***** Extracted data *****

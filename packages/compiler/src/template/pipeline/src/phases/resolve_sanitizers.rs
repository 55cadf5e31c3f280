//! Resolve Sanitizers Phase
//!
//! Resolves the sanitization function of every property and attribute binding from its
//! security context. Bindings of security-sensitive `<iframe>` attributes without a sanitizer
//! get a runtime validation function instead.

use crate::core::SecurityContext;
use crate::error::Result;
use crate::output::output_ast::{self as o, ExternalReference};
use crate::render3::r3_identifiers::Identifiers;
use crate::schema::dom_security_schema::is_iframe_security_sensitive_attr;
use crate::template::pipeline::ir::{CompilationJobKind, CreateOp, UpdateOp};
use crate::template::pipeline::src::compilation::CompilationJob;
use crate::template::pipeline::src::util::elements::{create_op_xref_map, lookup_element};

fn sanitizer_fn(security_context: SecurityContext) -> Option<ExternalReference> {
    match security_context {
        SecurityContext::HTML => Some(Identifiers::sanitize_html()),
        SecurityContext::ResourceUrl => Some(Identifiers::sanitize_resource_url()),
        SecurityContext::SCRIPT => Some(Identifiers::sanitize_script()),
        SecurityContext::STYLE => Some(Identifiers::sanitize_style()),
        SecurityContext::URL => Some(Identifiers::sanitize_url()),
        SecurityContext::NONE => None,
    }
}

pub fn resolve_sanitizers(job: &mut CompilationJob) -> Result<()> {
    let is_host = job.kind == CompilationJobKind::Host;
    for unit in job.units_mut() {
        let elements = create_op_xref_map(&unit.create);
        for op in unit.update.iter_mut() {
            let (target, name, security_context, sanitizer, is_dom_property) = match op {
                UpdateOp::Property(prop) | UpdateOp::TwoWayProperty(prop) => {
                    (prop.target, prop.name.as_str(), prop.security_context, &mut prop.sanitizer, false)
                }
                UpdateOp::DomProperty(prop) => {
                    (prop.target, prop.name.as_str(), prop.security_context, &mut prop.sanitizer, true)
                }
                UpdateOp::Attribute(attr) => {
                    (attr.target, attr.name.as_str(), attr.security_context, &mut attr.sanitizer, false)
                }
                _ => continue,
            };

            if let Some(sanitizer_ref) = sanitizer_fn(security_context) {
                *sanitizer = Some(o::import_ref(sanitizer_ref));
                continue;
            }
            *sanitizer = None;

            // For host bindings the matched element is unknown, so it is assumed to be an
            // `<iframe>` and checked at runtime.
            let is_iframe = if is_host || is_dom_property {
                true
            } else {
                let owner = lookup_element(&elements, target)?;
                matches!(
                    unit.create.get(owner),
                    Some(CreateOp::ElementStart(el) | CreateOp::Element(el)) if el.tag.eq_ignore_ascii_case("iframe")
                )
            };
            if is_iframe && is_iframe_security_sensitive_attr(name) {
                *sanitizer = Some(o::import_ref(Identifiers::validate_iframe_attribute()));
            }
        }
    }
    Ok(())
}

#[cfg(test)]
mod tests {
    use super::*;
    use crate::config::PipelineConfig;
    use crate::constant_pool::ConstantPool;
    use crate::parse_util::{ParseSourceFile, ParseSourceSpan};
    use crate::template::pipeline::ir::{
        create_element_start_op, BindingExpression, BindingKind, Namespace, PropertyOp, XrefId,
    };
    use std::sync::Arc;

    fn span() -> ParseSourceSpan {
        let file = Arc::new(ParseSourceFile::new("<iframe [src]=\"u\">", "test.html"));
        ParseSourceSpan::from_offsets(&file, 0, 7)
    }

    fn property(target: XrefId, name: &str, security_context: SecurityContext) -> UpdateOp {
        UpdateOp::Property(PropertyOp {
            target,
            name: name.to_string(),
            expression: BindingExpression::Expression(o::variable("u")),
            binding_kind: BindingKind::Property,
            security_context,
            sanitizer: None,
            is_structural_template_attribute: false,
            template_kind: None,
            source_span: span(),
        })
    }

    fn sanitizers(job: &CompilationJob) -> Vec<Option<o::Expression>> {
        job.root_unit()
            .update
            .iter()
            .map(|op| match op {
                UpdateOp::Property(prop) => prop.sanitizer.clone(),
                _ => None,
            })
            .collect()
    }

    #[test]
    fn security_context_selects_sanitizer_and_iframe_attrs_are_validated() {
        let mut job = CompilationJob::component("Cmp", ConstantPool::new(), PipelineConfig::default());
        let iframe = job.allocate_xref_id();
        let unit = job.root_unit_mut();
        unit.create.push(CreateOp::ElementStart(create_element_start_op(
            "iframe",
            iframe,
            Namespace::HTML,
            span(),
            span(),
        )));
        unit.update.push(property(iframe, "src", SecurityContext::ResourceUrl));
        unit.update.push(property(iframe, "sandbox", SecurityContext::NONE));
        unit.update.push(property(iframe, "title", SecurityContext::NONE));

        resolve_sanitizers(&mut job).unwrap();

        let found = sanitizers(&job);
        assert!(found[0]
            .as_ref()
            .is_some_and(|s| s.is_equivalent(&o::import_ref(Identifiers::sanitize_resource_url()))));
        assert!(found[1]
            .as_ref()
            .is_some_and(|s| s.is_equivalent(&o::import_ref(Identifiers::validate_iframe_attribute()))));
        assert!(found[2].is_none());
    }
}
/**
 * Defer Block Tests
 *
 * `@defer` blocks compiled end to end: trigger validation, implicit triggers, target
 * resolution and timing configs.
 */

#[path = "util.rs"]
mod util;

#[cfg(test)]
mod tests {
    use super::util::*;
    use template_pipeline::expression_parser::AST;
    use template_pipeline::output::output_ast::{self as o, Statement};
    use template_pipeline::render3::r3_ast as t;
    use template_pipeline::template::pipeline::src::DeferMetadata;
    use template_pipeline::{compile_component_template, CompiledTemplate, PipelineConfig};

    fn compile(nodes: Vec<t::R3Node>) -> CompiledTemplate {
        init_logging();
        compile_component_template("Cmp", &nodes, PipelineConfig::default(), DeferMetadata::None).unwrap()
    }

    fn defer_block(configure: impl FnOnce(&mut t::DeferredBlock)) -> t::R3Node {
        let mut deferred = t::DeferredBlock::new(vec![node(element("span", vec![]))], span());
        configure(&mut deferred);
        t::R3Node::DeferredBlock(deferred)
    }

    fn find_call<'a>(statements: &'a [Statement], name: &str) -> &'a [o::Expression] {
        calls_to(statements, name).into_iter().next().unwrap_or_else(|| panic!("no call to {name}"))
    }

    #[test]
    fn defer_block_creates_template_defer_and_trigger() {
        let compiled = compile(vec![defer_block(|d| d.triggers = vec![on("idle", &[])])]);

        assert!(compiled.errors.is_empty());
        let root_fn = compiled.function.as_ref().unwrap();
        assert_eq!(
            create_instructions(root_fn),
            vec!["ɵɵdomTemplate", "ɵɵdefer", "ɵɵdeferOnIdle"]
        );
        assert!(guarded(root_fn, 2.0).is_none());

        let declared: Vec<&str> = compiled
            .statements
            .iter()
            .filter_map(|stmt| match stmt {
                Statement::DeclareFn(decl) => Some(decl.name.as_str()),
                _ => None,
            })
            .collect();
        assert_eq!(declared.len(), 1);
        assert!(declared[0].starts_with("Cmp_Defer"));
    }

    #[test]
    fn untriggered_blocks_default_to_idle() {
        let compiled = compile(vec![defer_block(|_| {})]);
        let root_fn = compiled.function.as_ref().unwrap();
        assert!(create_instructions(root_fn).contains(&"ɵɵdeferOnIdle"));
    }

    #[test]
    fn prefetch_only_blocks_also_trigger_on_idle() {
        let compiled = compile(vec![defer_block(|d| d.prefetch_triggers = vec![on("idle", &[])])]);
        let root_fn = compiled.function.as_ref().unwrap();
        assert_eq!(
            create_instructions(root_fn),
            vec!["ɵɵdomTemplate", "ɵɵdefer", "ɵɵdeferPrefetchOnIdle", "ɵɵdeferOnIdle"]
        );
    }

    #[test]
    fn duplicate_triggers_compile_once_with_an_error() {
        let compiled = compile(vec![defer_block(|d| d.triggers = vec![on("idle", &[]), on("idle", &[])])]);

        assert_eq!(compiled.errors.len(), 1);
        let root_fn = compiled.function.as_ref().unwrap();
        let idles = create_instructions(root_fn)
            .into_iter()
            .filter(|name| *name == "ɵɵdeferOnIdle")
            .count();
        assert_eq!(idles, 1);
    }

    #[test]
    fn timer_delay_is_parsed_into_milliseconds() {
        let compiled = compile(vec![defer_block(|d| d.triggers = vec![on("timer", &["2s"])])]);
        let root_fn = compiled.function.as_ref().unwrap();
        let args = find_call(guarded(root_fn, 1.0).unwrap(), "ɵɵdeferOnTimer");
        assert_eq!(args.len(), 1);
        assert!(args[0].is_equivalent(&o::literal(2000usize)));
    }

    #[test]
    fn when_triggers_run_in_the_update_block() {
        let compiled = compile(vec![defer_block(|d| {
            d.triggers = vec![t::DeferredTriggerSyntax::when(AST::read("ready"), span())]
        })]);
        let root_fn = compiled.function.as_ref().unwrap();
        assert_eq!(update_instructions(root_fn), vec!["ɵɵadvance", "ɵɵdeferWhen"]);
        assert!(!create_instructions(root_fn).contains(&"ɵɵdeferOnIdle"));
    }

    #[test]
    fn interaction_targets_resolve_to_sibling_slots() {
        let mut button = element("button", vec![]);
        button.references.push(t::Reference::new("btn", "", span()));
        let compiled = compile(vec![
            node(button),
            defer_block(|d| d.triggers = vec![on("interaction", &["btn"])]),
        ]);

        assert!(compiled.errors.is_empty());
        let root_fn = compiled.function.as_ref().unwrap();
        let args = find_call(guarded(root_fn, 1.0).unwrap(), "ɵɵdeferOnInteraction");
        assert_eq!(args.len(), 1);
        assert!(args[0].is_equivalent(&o::literal(0usize)));
    }

    #[test]
    fn unknown_trigger_targets_are_reported_and_dropped() {
        let compiled = compile(vec![defer_block(|d| d.triggers = vec![on("interaction", &["missing"])])]);

        assert_eq!(compiled.errors.len(), 1);
        let root_fn = compiled.function.as_ref().unwrap();
        assert!(!create_instructions(root_fn).contains(&"ɵɵdeferOnInteraction"));
    }

    #[test]
    fn placeholder_minimum_time_becomes_a_const() {
        let compiled = compile(vec![defer_block(|d| {
            d.placeholder = Some(Box::new(t::DeferredBlockPlaceholder {
                children: vec![text("loading")],
                minimum_time: Some(500),
                block: t::BlockNode::new(span()),
                i18n: None,
            }))
        })]);

        let expected = o::literal_arr(vec![o::literal(500usize)]);
        assert!(compiled.consts.iter().any(|c| c.is_equivalent(&expected)));
        let root_fn = compiled.function.as_ref().unwrap();
        assert_eq!(
            create_instructions(root_fn),
            vec!["ɵɵdomTemplate", "ɵɵdomTemplate", "ɵɵdefer", "ɵɵdeferOnIdle"]
        );
    }
}
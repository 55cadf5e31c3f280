//! Expression Parser Module
//!
//! The expression AST consumed by ingestion. Parsing template expression text is done
//! upstream; this crate only receives the resulting trees.

pub mod ast;

pub use ast::*;
//! Element Schema Registry
//!
//! The schema lookups the pipeline needs while lowering bindings.

use crate::core::SecurityContext;

/// Knowledge about DOM elements consulted during ingestion.
pub trait ElementSchemaRegistry {
    /// Security context of binding `prop_name` on `element_name`. Attribute names are mapped
    /// to their property names first.
    fn security_context(&self, element_name: &str, prop_name: &str, is_attribute: bool) -> SecurityContext;

    /// The DOM property an attribute name maps to (`class` to `className` and so on).
    fn get_mapped_prop_name(&self, prop_name: &str) -> String;
}
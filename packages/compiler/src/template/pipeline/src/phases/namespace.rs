//! Namespace Phase
//!
//! Change namespaces between HTML, SVG and MathML, depending on the next element.

use crate::error::Result;
use crate::template::pipeline::ir::{create_namespace_op, CreateOp, Namespace, OpId};
use crate::template::pipeline::src::compilation::{CompilationJob, ViewCompilationUnit};

pub fn emit_namespace_changes(job: &mut CompilationJob) -> Result<()> {
    for unit in job.units_mut() {
        process_unit(unit)?;
    }
    Ok(())
}

fn process_unit(unit: &mut ViewCompilationUnit) -> Result<()> {
    let mut active_namespace = Namespace::HTML;
    let mut insertions: Vec<(OpId, Namespace)> = Vec::new();

    for (id, op) in unit.create.iter_with_ids() {
        if let CreateOp::ElementStart(element) = op {
            if element.namespace != active_namespace {
                insertions.push((id, element.namespace));
                active_namespace = element.namespace;
            }
        }
    }

    for (anchor, namespace) in insertions {
        unit.create.insert_before(anchor, create_namespace_op(namespace))?;
    }
    Ok(())
}
//! Output Module
//!
//! The output AST that reified templates are expressed in.

pub mod output_ast;
pub fn create_interpolate_text_op(
    target: XrefId,
    interpolation: Interpolation,
    source_span: ParseSourceSpan,
) -> UpdateOp {
    UpdateOp::InterpolateText(InterpolateTextOp {
        target,
        interpolation,
        source_span,
    })
}

pub fn create_advance_op(delta: usize, source_span: Option<ParseSourceSpan>) -> UpdateOp {
    UpdateOp::Advance(AdvanceOp { delta, source_span })
}

pub fn create_conditional_op(
    target: XrefId,
    test: Option<Expression>,
    conditions: Vec<ConditionalCaseExpr>,
    source_span: ParseSourceSpan,
) -> UpdateOp {
    UpdateOp::Conditional(ConditionalOp {
        target,
        test,
        conditions,
        processed: None,
        context_value: None,
        source_span,
    })
}

pub fn create_repeater_op(target: XrefId, collection: Expression, source_span: ParseSourceSpan) -> UpdateOp {
    UpdateOp::Repeater(RepeaterOp {
        target,
        target_slot: SlotHandle::new(target),
        collection,
        source_span,
    })
}

pub fn create_defer_when_op(
    target: XrefId,
    expr: Expression,
    modifier: DeferOpModifierKind,
    source_span: ParseSourceSpan,
) -> UpdateOp {
    UpdateOp::DeferWhen(DeferWhenOp {
        target,
        expr,
        modifier,
        source_span,
    })
}

pub fn create_i18n_expression_op(
    target: XrefId,
    expression: Expression,
    i18n_placeholder: impl Into<String>,
    source_span: ParseSourceSpan,
) -> UpdateOp {
    UpdateOp::I18nExpression(I18nExpressionOp {
        target,
        expression,
        i18n_placeholder: i18n_placeholder.into(),
        source_span,
    })
}

pub fn create_i18n_apply_op(target: XrefId, source_span: ParseSourceSpan) -> UpdateOp {
    UpdateOp::I18nApply(I18nApplyOp {
        target,
        handle: SlotHandle::new(target),
        source_span,
    })
}

pub fn create_store_let_op(
    target: XrefId,
    declared_name: impl Into<String>,
    value: Expression,
    source_span: ParseSourceSpan,
) -> UpdateOp {
    UpdateOp::StoreLet(StoreLetOp {
        target,
        declared_name: declared_name.into(),
        value,
        source_span,
    })
}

*****

(Try it):
Which lines above contain the word "PropertyOp"? Show each of them.

(Answer to the problem):
        create_element_start_op, BindingExpression, BindingKind, Namespace, PropertyOp, XrefId,
        UpdateOp::Property(PropertyOp {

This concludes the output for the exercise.